Such reasoning lends plausibility to the picture of technology as simply providing us with tools which can be used to good or bad ends. Technology simply augments human abilities so creating new possibilities. Devoid of intrinsic value and lacking both will and intelligence, it plays an entirely passive role in the human exercise of power and control.
Optimists do recognize that technological development carries a price. It inevitably destroys as it creates. Pure running water in every villager’s home undermines the communal life focused on the village well. They also recognize that since technology brings increased power over nature, it also carries the risk that this power may fall into the wrong hands, being used for destructive rather than constructive purposes.
Technology spells only possibility, and is in that respect neutral. Its massive power can lead to massive error so efficiently perpetrated as to be well-nigh irreversible.
(Mesthene, 1983, p. 111)
But to emphasize this negative possibility shows a lack of resolve, and is to go against the spirit of the age, which is ‘witnessing a widespread recovery of nerve’ (Mesthene, 1983, p. 114). For the first time since the Greeks, Mesthene argues, we are convinced again that there is nothing in the universe that cannot, in principle, be known. ‘The commitment to universal intelligibility entails moral responsibility’, and this is hard work, but (if we do not lose our nerve) ‘we have the means at hand to make the good life, right here and now’ (Mesthene, 1983, p. 115).

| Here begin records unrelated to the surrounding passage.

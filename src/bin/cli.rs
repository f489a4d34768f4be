use anyhow::{Context, Result, bail};
use clap::{Parser, Subcommand};
use rusqlite::Connection;
use schedule_import::{
    AuditStamp, ImportBatch, ImportConfig, ImportReport, SqliteProjectStore, import_batch,
    read_activity_csv, read_wbs_csv,
};
use std::env;
use std::path::{Path, PathBuf};
use std::process::ExitCode;
use tracing_subscriber::{EnvFilter, fmt, prelude::*};

#[derive(Parser, Debug)]
#[command(
    name = "cli",
    about = "Load WBS, activities and relationships into a P6 SQLite database"
)]
struct Cli {
    /// JSON file with defaults for every option below
    #[arg(long, global = true)]
    config: Option<PathBuf>,
    #[arg(long, global = true)]
    db: Option<PathBuf>,
    /// Project short name (PROJECT.proj_short_name)
    #[arg(long, global = true)]
    project: Option<String>,
    #[arg(long, global = true)]
    user: Option<String>,
    #[arg(long, global = true)]
    hours_per_day: Option<f64>,
    #[command(subcommand)]
    command: Command,
}

#[derive(Subcommand, Debug)]
enum Command {
    /// Create the importer tables and a project with its root WBS node
    Init {
        #[arg(long, default_value = "Project Root")]
        name: String,
        #[arg(long, default_value_t = 1)]
        calendar: i64,
    },
    /// Import a WBS hierarchy (parents listed before children)
    Wbs { file: Option<PathBuf> },
    /// Import activities and their relationships
    Activities { file: Option<PathBuf> },
    /// Import a WBS hierarchy and activities in a single transaction
    Import {
        #[arg(long)]
        wbs: Option<PathBuf>,
        #[arg(long)]
        activities: Option<PathBuf>,
    },
}

fn init_tracing() {
    let filter = EnvFilter::try_from_env("SCHEDULE_IMPORT_LOG")
        .unwrap_or_else(|_| EnvFilter::new("schedule_import=info,warn"));

    let format = env::var("SCHEDULE_IMPORT_LOG_FORMAT").unwrap_or_else(|_| "compact".to_string());

    let registry = tracing_subscriber::registry().with(filter);

    match format.as_str() {
        "json" => {
            registry
                .with(fmt::layer().json().with_ansi(false).with_writer(std::io::stderr))
                .init();
        }
        _ => {
            registry
                .with(fmt::layer().compact().with_writer(std::io::stderr))
                .init();
        }
    }
}

fn resolve_config(cli: &Cli) -> Result<ImportConfig> {
    let mut config = match &cli.config {
        Some(path) => ImportConfig::from_json_file(path)
            .with_context(|| format!("reading config '{}'", path.display()))?,
        None => ImportConfig::default(),
    };
    if let Some(db) = &cli.db {
        config.db_path = Some(db.clone());
    }
    if let Some(project) = &cli.project {
        config.project_code = project.clone();
    }
    if let Some(user) = &cli.user {
        config.user_name = user.clone();
    }
    if let Some(hours) = cli.hours_per_day {
        config.hours_per_day = hours;
    }
    config.validate()?;
    Ok(config)
}

fn database_path(config: &ImportConfig) -> Result<&Path> {
    match config.db_path.as_deref() {
        Some(path) => Ok(path),
        None => bail!("no database given (use --db or db_path in the config file)"),
    }
}

fn pick_file(arg: Option<PathBuf>, configured: Option<&PathBuf>, what: &str) -> Result<PathBuf> {
    match arg.or_else(|| configured.cloned()) {
        Some(path) if path.is_file() => Ok(path),
        Some(path) => bail!("the file '{}' was not found", path.display()),
        None => bail!("no {what} file given"),
    }
}

fn print_report(report: &ImportReport) {
    for diagnostic in &report.diagnostics {
        println!("  -> {diagnostic}");
    }
    println!("\nSUCCESS: all changes have been committed ({}).", report.to_cli_summary());
    println!("IMPORTANT: open the project in P6 and press F9 (Schedule) to see the changes.");
}

fn init_project(config: &ImportConfig, db_path: &Path, name: &str, calendar: i64) -> Result<()> {
    let connection =
        Connection::open(db_path).with_context(|| format!("opening '{}'", db_path.display()))?;
    SqliteProjectStore::initialize_schema(&connection)?;
    let project = SqliteProjectStore::create_project(
        &connection,
        config.project_code.trim(),
        name,
        Some(calendar),
        &AuditStamp::now(config.user_name.trim()),
    )?;
    println!(
        "Created project '{}' (proj_id {}, root WBS {}).",
        project.project_code, project.proj_id, project.root_wbs_id
    );
    Ok(())
}

fn load(config: &ImportConfig, db_path: &Path, batch: &ImportBatch) -> Result<()> {
    if !db_path.is_file() {
        bail!("the database '{}' was not found", db_path.display());
    }
    let mut connection =
        Connection::open(db_path).with_context(|| format!("opening '{}'", db_path.display()))?;
    let report = import_batch(&mut connection, config, batch)
        .context("import failed, all changes were rolled back")?;
    print_report(&report);
    drop(connection);
    println!("Database connection closed.");
    Ok(())
}

fn run(cli: Cli) -> Result<()> {
    let config = resolve_config(&cli)?;
    let db_path = database_path(&config)?;

    let batch = match cli.command {
        Command::Init { name, calendar } => return init_project(&config, db_path, &name, calendar),
        Command::Wbs { file } => {
            let path = pick_file(file, config.wbs_file.as_ref(), "WBS")?;
            let rows = read_wbs_csv(&path)?;
            println!("Read {} WBS records from '{}'.", rows.len(), path.display());
            println!("IMPORTANT: parent WBS elements must be listed before their children.");
            ImportBatch::wbs(rows)
        }
        Command::Activities { file } => {
            let path = pick_file(file, config.activities_file.as_ref(), "activities")?;
            let rows = read_activity_csv(&path)?;
            println!("Read {} records from '{}'.", rows.len(), path.display());
            ImportBatch::activities(rows)
        }
        Command::Import { wbs, activities } => {
            let wbs_path = pick_file(wbs, config.wbs_file.as_ref(), "WBS")?;
            let activity_path =
                pick_file(activities, config.activities_file.as_ref(), "activities")?;
            ImportBatch {
                wbs: read_wbs_csv(&wbs_path)?,
                activities: read_activity_csv(&activity_path)?,
            }
        }
    };

    load(&config, db_path, &batch)
}

fn main() -> ExitCode {
    init_tracing();
    let cli = Cli::parse();
    match run(cli) {
        Ok(()) => ExitCode::SUCCESS,
        Err(err) => {
            eprintln!("ERROR: {err:#}");
            ExitCode::FAILURE
        }
    }
}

By referring to the Ancient Greeks Mesthene points us to the source of the vision of human fulfilment which has been crucial in forming and sustaining the optimistic, instrumentalist view of technology. Already in Plato and Aristotle we find clearly expressed the idea that it is reason which marks humans off from animals. For humans fully to realize their human potential is thus for them to rise above their mere animal nature by cultivating and employing their rational capacities allowing these, rather than animal instincts and appetites, to direct their action. This means that only those who have the time (the leisure) to cultivate their rational faculties, freed from concern with the material necessities of biological life, can live truly fulfilled human lives. Practical work, whether of the skilled worker or the agricultural labourer, is thus devalued. It is something humans need to be freed from if they are to become fulfilled. Moreover, it is activity whose function and direction should ideally be the product of knowledge, of understanding the nature of the goals to be achieved and the means to achieve them. The bridle maker (weapons manufacturer) needs to receive design specifications from those who will use it (military personnel) and these in turn are directed by generals (military strategists) who determine the role of cavalry (bombs and artillery). Generals in turn look to politicians for their military objectives. In a well-ordered state (Republic) the means—end hierarchy maps onto a social—political hierarchy, an authority structure, in which direction flows from those who are qualified, in virtue of their theoretical and practical wisdom, to deliberate about ends and the best means of achieving them, to the skilled workers and labourers who must bring them about. (See, for example, Plato’s Republic 601c and Aristotle’s Nichomechean Ethics 1094a10–15.)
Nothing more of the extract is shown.